(Dataset excerpts)
= Beginning of Section =

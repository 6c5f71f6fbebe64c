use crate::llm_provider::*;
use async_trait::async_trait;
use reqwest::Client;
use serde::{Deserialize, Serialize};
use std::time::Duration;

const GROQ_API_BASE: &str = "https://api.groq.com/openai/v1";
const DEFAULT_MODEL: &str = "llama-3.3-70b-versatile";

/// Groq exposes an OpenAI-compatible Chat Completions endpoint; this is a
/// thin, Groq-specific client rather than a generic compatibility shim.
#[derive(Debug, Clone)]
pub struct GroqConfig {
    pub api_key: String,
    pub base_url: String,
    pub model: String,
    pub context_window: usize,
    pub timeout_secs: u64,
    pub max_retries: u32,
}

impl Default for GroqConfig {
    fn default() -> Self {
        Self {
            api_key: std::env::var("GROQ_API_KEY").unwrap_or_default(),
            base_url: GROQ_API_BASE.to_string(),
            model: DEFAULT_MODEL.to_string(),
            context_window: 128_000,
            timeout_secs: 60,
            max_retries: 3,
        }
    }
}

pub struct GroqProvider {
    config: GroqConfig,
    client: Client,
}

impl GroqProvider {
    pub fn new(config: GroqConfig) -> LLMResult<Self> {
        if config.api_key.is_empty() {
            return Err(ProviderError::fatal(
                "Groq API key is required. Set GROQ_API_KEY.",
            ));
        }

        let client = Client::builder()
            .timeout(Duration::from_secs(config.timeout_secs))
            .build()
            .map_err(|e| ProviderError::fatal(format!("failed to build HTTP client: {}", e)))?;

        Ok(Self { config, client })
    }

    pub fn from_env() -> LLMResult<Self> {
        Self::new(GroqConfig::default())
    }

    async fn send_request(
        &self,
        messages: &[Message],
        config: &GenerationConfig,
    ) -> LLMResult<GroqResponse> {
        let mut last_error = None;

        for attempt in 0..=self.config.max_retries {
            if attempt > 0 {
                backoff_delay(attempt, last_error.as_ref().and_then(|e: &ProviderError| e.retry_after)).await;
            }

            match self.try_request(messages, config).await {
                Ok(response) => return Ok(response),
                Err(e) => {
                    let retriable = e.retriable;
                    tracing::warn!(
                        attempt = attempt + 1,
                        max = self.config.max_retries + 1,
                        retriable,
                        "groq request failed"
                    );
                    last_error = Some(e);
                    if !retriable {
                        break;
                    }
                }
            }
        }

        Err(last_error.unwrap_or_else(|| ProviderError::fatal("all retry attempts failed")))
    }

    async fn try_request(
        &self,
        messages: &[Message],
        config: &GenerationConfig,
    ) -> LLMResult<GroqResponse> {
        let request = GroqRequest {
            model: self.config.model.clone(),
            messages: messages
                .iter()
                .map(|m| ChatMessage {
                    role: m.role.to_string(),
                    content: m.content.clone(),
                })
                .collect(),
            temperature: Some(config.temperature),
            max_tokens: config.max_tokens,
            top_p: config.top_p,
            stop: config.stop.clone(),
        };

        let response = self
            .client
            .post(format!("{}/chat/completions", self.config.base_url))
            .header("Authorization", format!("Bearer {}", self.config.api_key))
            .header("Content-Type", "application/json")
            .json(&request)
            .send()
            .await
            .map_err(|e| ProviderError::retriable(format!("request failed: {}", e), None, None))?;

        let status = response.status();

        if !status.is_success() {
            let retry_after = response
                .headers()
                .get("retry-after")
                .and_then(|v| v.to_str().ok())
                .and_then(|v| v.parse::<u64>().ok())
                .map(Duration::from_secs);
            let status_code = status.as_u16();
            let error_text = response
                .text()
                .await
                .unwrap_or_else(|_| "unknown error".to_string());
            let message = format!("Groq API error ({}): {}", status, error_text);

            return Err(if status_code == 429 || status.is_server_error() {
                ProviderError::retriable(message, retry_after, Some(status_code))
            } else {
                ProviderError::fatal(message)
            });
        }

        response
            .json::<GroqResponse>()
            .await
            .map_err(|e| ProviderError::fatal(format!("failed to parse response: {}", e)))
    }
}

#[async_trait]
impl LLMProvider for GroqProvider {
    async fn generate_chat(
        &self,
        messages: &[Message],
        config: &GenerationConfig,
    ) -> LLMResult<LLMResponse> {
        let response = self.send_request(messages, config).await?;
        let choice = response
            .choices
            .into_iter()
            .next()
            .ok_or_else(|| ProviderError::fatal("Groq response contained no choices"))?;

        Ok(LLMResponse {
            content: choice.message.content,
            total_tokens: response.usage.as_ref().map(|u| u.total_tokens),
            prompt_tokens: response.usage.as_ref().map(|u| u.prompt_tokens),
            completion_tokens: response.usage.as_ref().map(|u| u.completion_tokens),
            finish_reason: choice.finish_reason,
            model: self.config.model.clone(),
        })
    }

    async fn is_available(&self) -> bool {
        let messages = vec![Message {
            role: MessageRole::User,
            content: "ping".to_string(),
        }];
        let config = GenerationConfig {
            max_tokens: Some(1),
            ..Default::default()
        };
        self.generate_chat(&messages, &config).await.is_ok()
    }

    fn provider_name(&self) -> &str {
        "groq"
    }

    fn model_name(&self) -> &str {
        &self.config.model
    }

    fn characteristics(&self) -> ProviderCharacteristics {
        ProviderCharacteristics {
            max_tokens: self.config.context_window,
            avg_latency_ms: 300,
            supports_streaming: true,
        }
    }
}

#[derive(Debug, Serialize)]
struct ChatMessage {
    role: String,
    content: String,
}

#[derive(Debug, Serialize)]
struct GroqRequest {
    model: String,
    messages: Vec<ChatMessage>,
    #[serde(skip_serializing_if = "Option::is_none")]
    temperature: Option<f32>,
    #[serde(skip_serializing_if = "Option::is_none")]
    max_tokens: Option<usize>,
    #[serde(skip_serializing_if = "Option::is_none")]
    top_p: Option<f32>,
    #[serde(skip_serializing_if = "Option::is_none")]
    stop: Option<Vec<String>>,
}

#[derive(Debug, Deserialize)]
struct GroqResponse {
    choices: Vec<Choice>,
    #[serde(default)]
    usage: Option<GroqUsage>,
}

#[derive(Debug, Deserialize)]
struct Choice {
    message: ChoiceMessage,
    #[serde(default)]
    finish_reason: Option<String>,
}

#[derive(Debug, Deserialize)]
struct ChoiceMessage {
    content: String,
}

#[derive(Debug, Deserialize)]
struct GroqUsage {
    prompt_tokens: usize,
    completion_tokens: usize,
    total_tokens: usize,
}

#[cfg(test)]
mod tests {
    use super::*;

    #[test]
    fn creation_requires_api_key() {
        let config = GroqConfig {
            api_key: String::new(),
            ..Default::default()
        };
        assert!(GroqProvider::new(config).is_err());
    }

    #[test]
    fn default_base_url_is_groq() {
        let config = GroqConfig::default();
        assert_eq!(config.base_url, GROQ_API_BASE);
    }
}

= End of Section =

* **Task details**: After the last line of the data, restate all the entries verbatim.

* **Answer box**:
repository 6c5f71f6fbebe64c
use crate::llm_provider::*;
use async_trait::async_trait;
use reqwest::Client;
use serde::{Deserialize, Serialize};
use std::time::Duration;

const GROQ_API_BASE: &str = "https://api.groq.com/openai/v1";
const DEFAULT_MODEL: &str = "llama-3.3-70b-versatile";

/// Groq exposes an OpenAI-compatible Chat Completions endpoint; this is a
/// thin, Groq-specific client rather than a generic compatibility shim.
#[derive(Debug, Clone)]
pub struct GroqConfig {
    pub api_key: String,
    pub base_url: String,
    pub model: String,
    pub context_window: usize,
    pub timeout_secs: u64,
    pub max_retries: u32,
}

impl Default for GroqConfig {
    fn default() -> Self {
        Self {
            api_key: std::env::var("GROQ_API_KEY").unwrap_or_default(),
            base_url: GROQ_API_BASE.to_string(),
            model: DEFAULT_MODEL.to_string(),
            context_window: 128_000,
            timeout_secs: 60,
            max_retries: 3,
        }
    }
}

pub struct GroqProvider {
    config: GroqConfig,
    client: Client,
}

impl GroqProvider {
    pub fn new(config: GroqConfig) -> LLMResult<Self> {
        if config.api_key.is_empty() {
            return Err(ProviderError::fatal(
                "Groq API key is required. Set GROQ_API_KEY.",
            ));
        }

        let client = Client::builder()
            .timeout(Duration::from_secs(config.timeout_secs))
            .build()
            .map_err(|e| ProviderError::fatal(format!("failed to build HTTP client: {}", e)))?;

        Ok(Self { config, client })
    }

    pub fn from_env() -> LLMResult<Self> {
        Self::new(GroqConfig::default())
    }

    async fn send_request(
        &self,
        messages: &[Message],
        config: &GenerationConfig,
    ) -> LLMResult<GroqResponse> {
        let mut last_error = None;

        for attempt in 0..=self.config.max_retries {
            if attempt > 0 {
                backoff_delay(attempt, last_error.as_ref().and_then(|e: &ProviderError| e.retry_after)).await;
            }

            match self.try_request(messages, config).await {
                Ok(response) => return Ok(response),
                Err(e) => {
                    let retriable = e.retriable;
                    tracing::warn!(
                        attempt = attempt + 1,
                        max = self.config.max_retries + 1,
                        retriable,
                        "groq request failed"
                    );
                    last_error = Some(e);
                    if !retriable {
                        break;
                    }
                }
            }
        }

        Err(last_error.unwrap_or_else(|| ProviderError::fatal("all retry attempts failed")))
    }

    async fn try_request(
        &self,
        messages: &[Message],
        config: &GenerationConfig,
    ) -> LLMResult<GroqResponse> {
        let request = GroqRequest {
            model: self.config.model.clone(),
            messages: messages
                .iter()
                .map(|m| ChatMessage {
                    role: m.role.to_string(),
                    content: m.content.clone(),
                })
                .collect(),
            temperature: Some(config.temperature),
            max_tokens: config.max_tokens,
            top_p: config.top_p,
            stop: config.stop.clone(),
        };

        let response = self
            .client
            .post(format!("{}/chat/completions", self.config.base_url))
            .header("Authorization", format!("Bearer {}", self.config.api_key))
            .header("Content-Type", "application/json")
            .json(&request)
            .send()
            .await
            .map_err(|e| ProviderError::retriable(format!("request failed: {}", e), None, None))?;

        let status = response.status();

        if !status.is_success() {
            let retry_after = response
                .headers()
                .get("retry-after")
                .and_then(|v| v.to_str().ok())
                .and_then(|v| v.parse::<u64>().ok())
                .map(Duration::from_secs);
            let status_code = status.as_u16();
            let error_text = response
                .text()
                .await
                .unwrap_or_else(|_| "unknown error".to_string());
            let message = format!("Groq API error ({}): {}", status, error_text);

            return Err(if status_code == 429 || status.is_server_error() {
                ProviderError::retriable(message, retry_after, Some(status_code))
            } else {
                ProviderError::fatal(message)
            });
        }

        response
            .json::<GroqResponse>()
            .await
            .map_err(|e| ProviderError::fatal(format!("failed to parse response: {}", e)))
    }
}

#[async_trait]
impl LLMProvider for GroqProvider {
    async fn generate_chat(
        &self,
        messages: &[Message],
        config: &GenerationConfig,
    ) -> LLMResult<LLMResponse> {
        let response = self.send_request(messages, config).await?;
        let choice = response
            .choices
            .into_iter()
            .next()
            .ok_or_else(|| ProviderError::fatal("Groq response contained no choices"))?;

        Ok(LLMResponse {
            content: choice.message.content,
            total_tokens: response.usage.as_ref().map(|u| u.total_tokens),
            prompt_tokens: response.usage.as_ref().map(|u| u.prompt_tokens),
            completion_tokens: response.usage.as_ref().map(|u| u.completion_tokens),
            finish_reason: choice.finish_reason,
            model: self.config.model.clone(),
        })
    }

    async fn is_available(&self) -> bool {
        let messages = vec![Message {
            role: MessageRole::User,
            content: "ping".to_string(),
        }];
        let config = GenerationConfig {
            max_tokens: Some(1),
            ..Default::default()
        };
        self.generate_chat(&messages, &config).await.is_ok()
    }

    fn provider_name(&self) -> &str {
        "groq"
    }

    fn model_name(&self) -> &str {
        &self.config.model
    }

    fn characteristics(&self) -> ProviderCharacteristics {
        ProviderCharacteristics {
            max_tokens: self.config.context_window,
            avg_latency_ms: 300,
            supports_streaming: true,
        }
    }
}

#[derive(Debug, Serialize)]
struct ChatMessage {
    role: String,
    content: String,
}

#[derive(Debug, Serialize)]
struct GroqRequest {
    model: String,
    messages: Vec<ChatMessage>,
    #[serde(skip_serializing_if = "Option::is_none")]
    temperature: Option<f32>,
    #[serde(skip_serializing_if = "Option::is_none")]
    max_tokens: Option<usize>,
    #[serde(skip_serializing_if = "Option::is_none")]
    top_p: Option<f32>,
    #[serde(skip_serializing_if = "Option::is_none")]
    stop: Option<Vec<String>>,
}

#[derive(Debug, Deserialize)]
struct GroqResponse {
    choices: Vec<Choice>,
    #[serde(default)]
    usage: Option<GroqUsage>,
}

#[derive(Debug, Deserialize)]
struct Choice {
    message: ChoiceMessage,
    #[serde(default)]
    finish_reason: Option<String>,
}

#[derive(Debug, Deserialize)]
struct ChoiceMessage {
    content: String,
}

#[derive(Debug, Deserialize)]
struct GroqUsage {
    prompt_tokens: usize,
    completion_tokens: usize,
    total_tokens: usize,
}

#[cfg(test)]
mod tests {
    use super::*;

    #[test]
    fn creation_requires_api_key() {
        let config = GroqConfig {
            api_key: String::new(),
            ..Default::default()
        };
        assert!(GroqProvider::new(config).is_err());
    }

    #[test]
    fn default_base_url_is_groq() {
        let config = GroqConfig::default();
        assert_eq!(config.base_url, GROQ_API_BASE);
    }
}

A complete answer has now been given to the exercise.